Big 12 Commissioner Bob Bowlsby accused ESPN of encouraging other conferences to pick apart the league so Texas and Oklahoma can move to the Southeastern Conference more quickly and without paying a massive buyout.
“I have absolute certainty that they (ESPN) have been involved in manipulating other conferences to go after our members,” Big 12 Commissioner Bowlsby told The Associated Press on Wednesday after sending a cease-and-desist letter to the network.
The letter addressed to ESPN executive Burke Magnus, President of Programming and Content, said the Big 12 had become aware the network had taken actions “to not only harm the Big 12 Conference but to result in financial benefits for ESPN.”

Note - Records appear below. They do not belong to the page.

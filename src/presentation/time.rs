use chrono::{DateTime, NaiveDate, NaiveDateTime, Utc};

/// Parses the timestamp shapes the backend emits: RFC 3339, naive ISO
/// date-time (taken as UTC) or a bare date.
pub fn parse_timestamp(value: &str) -> Option<DateTime<Utc>> {
    let value = value.trim();
    if let Ok(parsed) = DateTime::parse_from_rfc3339(value) {
        return Some(parsed.with_timezone(&Utc));
    }
    if let Ok(naive) = NaiveDateTime::parse_from_str(value, "%Y-%m-%dT%H:%M:%S%.f") {
        return Some(naive.and_utc());
    }
    NaiveDate::parse_from_str(value, "%Y-%m-%d")
        .ok()
        .and_then(|date| date.and_hms_opt(0, 0, 0))
        .map(|naive| naive.and_utc())
}

/// `Mar 5, 2025`, or the input unchanged when it is not a date.
pub fn format_short_date(value: &str) -> String {
    parse_timestamp(value)
        .map(|at| at.format("%b %-d, %Y").to_string())
        .unwrap_or_else(|| value.to_string())
}

/// `March 5, 2025 at 2:30 PM UTC`, or the input unchanged when it is not a
/// date.
pub fn format_absolute(value: &str) -> String {
    parse_timestamp(value)
        .map(|at| at.format("%B %-d, %Y at %-I:%M %p UTC").to_string())
        .unwrap_or_else(|| value.to_string())
}

fn plural(count: i64, unit: &str) -> String {
    if count == 1 {
        format!("1 {} ago", unit)
    } else {
        format!("{} {}s ago", count, unit)
    }
}

/// Coarse age of `value` relative to `now`.
///
/// Returns `None` for unparseable input. Timestamps in the future read as
/// "just now".
pub fn relative_time(value: &str, now: DateTime<Utc>) -> Option<String> {
    let then = parse_timestamp(value)?;
    let seconds = (now - then).num_seconds().max(0);
    let minutes = seconds / 60;
    let hours = seconds / 3_600;
    let days = seconds / 86_400;
    let weeks = days / 7;
    let months = days / 30;
    let years = days / 365;

    let text = if minutes < 1 {
        "just now".to_string()
    } else if minutes < 60 {
        plural(minutes, "minute")
    } else if hours < 24 {
        plural(hours, "hour")
    } else if days == 1 {
        "yesterday".to_string()
    } else if days < 7 {
        format!("{} days ago", days)
    } else if weeks == 1 {
        "last week".to_string()
    } else if weeks < 4 {
        format!("{} weeks ago", weeks)
    } else if months <= 1 {
        "last month".to_string()
    } else if months < 12 {
        format!("{} months ago", months)
    } else if years <= 1 {
        "last year".to_string()
    } else {
        format!("{} years ago", years)
    };
    Some(text)
}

ESPN, which owns the SEC Network, signed a $3 billion deal with the SEC last year that will give the network the broadcast rights to all the conference’s football games starting in 2024.
The network also has a contract with the Big 12, though it shares those rights with Fox. Those deals expire in 2025.
In the letter, Bowlsby said that ESPN has “actively engaged in discussions with at least one other conference regarding that conference inducing additional Members of the Big 12 Conference to leave the Big 12 Conference.”
Bowlsby declined to name the conference in an interview with AP, but a person with knowledge of the situation said the commissioner was referring to the American Athletic Conference. The person spoke on condition of anonymity because the Big 12 didn’t authorize the release of that information.
The American agreed to a 12-year, $1 billion deal in 2019 with ESPN.
“The claims in the letter have no merit,” ESPN said in a statement.
Texas and Oklahoma informed the Big 12 this week they would not be renewing an agreement that binds them to the league and its eight other members until 2025. The grant of media rights runs concurrently with the Big 12′s billion-dollar television contracts with ESPN and Fox.
On Tuesday, Texas and Oklahoma submitted a request to the SEC to join that league in 2025. To join the conference earlier than that could cost the schools tens of millions of dollars — unless the Big 12 were to fall apart because some of the other members left as well.
“ESPN is incentivizing other conferences to destabilize the Big 12,” Bowlsby added.
In addition to the SEC and AAC, ESPN owns the rights to all Atlantic Coast Conference athletics and shares the rights to the Big Ten and Pac-12 with Fox.
Bowlsby told AP that Texas and Oklahoma have been working on a move to the SEC for months, doing so while taking part in Big 12 strategy meetings where proprietary information was shared.
Bowlsby said he suspects ESPN was involved behind the scenes when Texas and Oklahoma were in discussions with the SEC, but he has no proof of that.
“This whole thing has been a complete articulation of deception,” he said.
SEC university presidents and chancellors are scheduled to meet tomorrow, but it is unclear if they will vote on extending invitations to conference to Oklahoma and Texas. Eleven of the 14 members would need to vote in favor of inviting a new member, and it appears that won’t be a problem.
Texas A&M officials had voiced their displeasure last week with the possibility of rival Texas joining the SEC, but A&M’s board of regents on Wednesday directed University President Katherine Banks to vote in favor of the Longhorns and Sooners coming aboard.